VIRALTIVI.COM — Kota Jambi terus bertransformasi menjadi kota yang makin ramah, segar, dan hidup bagi warganya. Pemerintah Kota (Pemkot) Jambi kini tengah menyiapkan langkah besar dengan menyulap lahan seluas sekitar 70 tumbuk di belakang Kantor Wali Kota Jambi menjadi kawasan terpadu multifungsi.
Langkah ini bukan sekadar penataan aset pemerintahan, melainkan komitmen nyata untuk menghadirkan ruang terbuka publik yang estetis, terintegrasi, dan menjadi pusat kreativitas baru bagi kawula muda serta seluruh masyarakat Kota Jambi.
Wali Kota Jambi, Dr. dr. H. Maulana, M.K.M., mengungkapkan bahwa proses penimbunan lahan saat ini sedang berjalan. Salah satu fungsi strategis kawasan ini adalah pembangunan hanggar terpusat untuk merapikan aset-aset daerah yang selama ini tersebar.
“Sekarang aset-aset itu tercecer di mana-mana. Nanti akan kita kumpulkan di sana,” ujar Maulana, Jumat (14/8/2026).
Tak hanya fokus pada efisiensi tata kelola kota, kawasan terpadu ini didesain ciamik dengan mempertahankan keindahan alam sekitar.
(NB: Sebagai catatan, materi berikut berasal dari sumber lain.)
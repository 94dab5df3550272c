use super::open_repository;
use crate::{
    libs::{calendar, messages::Message, view::View},
    msg_info, msg_print,
};
use anyhow::Result;
use chrono::{Local, NaiveDate};
use clap::Args;

#[derive(Debug, Args)]
pub struct CalendarArgs {
    /// List the tasks created on this day (YYYY-MM-DD) instead of the marks
    date: Option<NaiveDate>,
}

pub async fn cmd(args: CalendarArgs) -> Result<()> {
    let repository = open_repository()?;
    let tasks = repository.list().await?;

    match args.date {
        Some(date) => {
            let day: Vec<_> = calendar::tasks_on(&tasks, date, &Local).into_iter().cloned().collect();
            if day.is_empty() {
                msg_info!(Message::NoTasksOnDate(date.to_string()));
                return Ok(());
            }
            msg_print!(Message::TasksOnDateHeader(date.to_string()), true);
            View::tasks(&day);
        }
        None => {
            let marks = calendar::build_marks(&tasks, &Local);
            if marks.is_empty() {
                msg_info!(Message::NoCalendarMarks);
                return Ok(());
            }
            msg_print!(Message::CalendarHeader, true);
            View::calendar(&marks);
        }
    }

    Ok(())
}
Aula utama direncanakan menghadap langsung ke arah sungai, menyuguhkan pemandangan asri yang memperluas Ruang Terbuka Hijau (RTH) di komplek Kantor Wali Kota.
Kawasan ini juga diproyeksikan menjadi wadah kebersamaan dan silaturahmi lintas generasi melalui berbagai fasilitas pendukung:
Pusat Pergerakan Perempuan: Pembangunan Gedung Wanita yang siap menjadi rumah bagi organisasi seperti Gabungan Organisasi Wanita (GOW), PKK, hingga Muslimat.
Harmoni Keagamaan: Ruang khusus untuk menunjang aktivitas lembaga keagamaan seperti Majelis Ulama Indonesia (MUI), LPTQ, dan Forum Kerukunan Umat Beragama (FKUB).
Bagi kawula muda Kota Jambi, area ini bakal jadi destinasi hangout favorit baru dari sore hingga malam hari. Pemkot Jambi menyajikan fasilitas olahraga megah, mulai dari arena sepatu roda berstandar nasional berukuran 100 \times 40 \text{ meter}, hingga area mini soccer di bagian tengahnya.
Menariknya lagi, kawasan ini dirancang saling terhubung (seamless) dengan ikon-ikon populer Kota Jambi:
Terintegrasi langsung dengan keindahan kawasan Tugu Keris Siginjai.
Menyambung ke lintasan jogging track sepanjang 1,4 Km di sekitar area Kolam Retensi.
Dengan konsep ini, komplek pemerintahan tak lagi berkesan kaku, melainkan bertransformasi menjadi ruang interaksi publik yang dinamis.
“Yang penting Kantor Wali Kota ini jelang sore hingga malam bisa digunakan anak-anak muda untuk beraktivitas. Ini adalah kawasan yang semua anak muda nanti bisa menyalurkan hobi. Ada yang jalan, jogging, kulineran, dan lainnya,” tutur Maulana optimistis.
Melalui hadirnya kawasan terpadu ini, Kota Jambi tak hanya mempercantik diri, tetapi juga memberikan ruang bagi masyarakatnya untuk tumbuh, berolahraga, dan merayakan kebersamaan di jantung kota.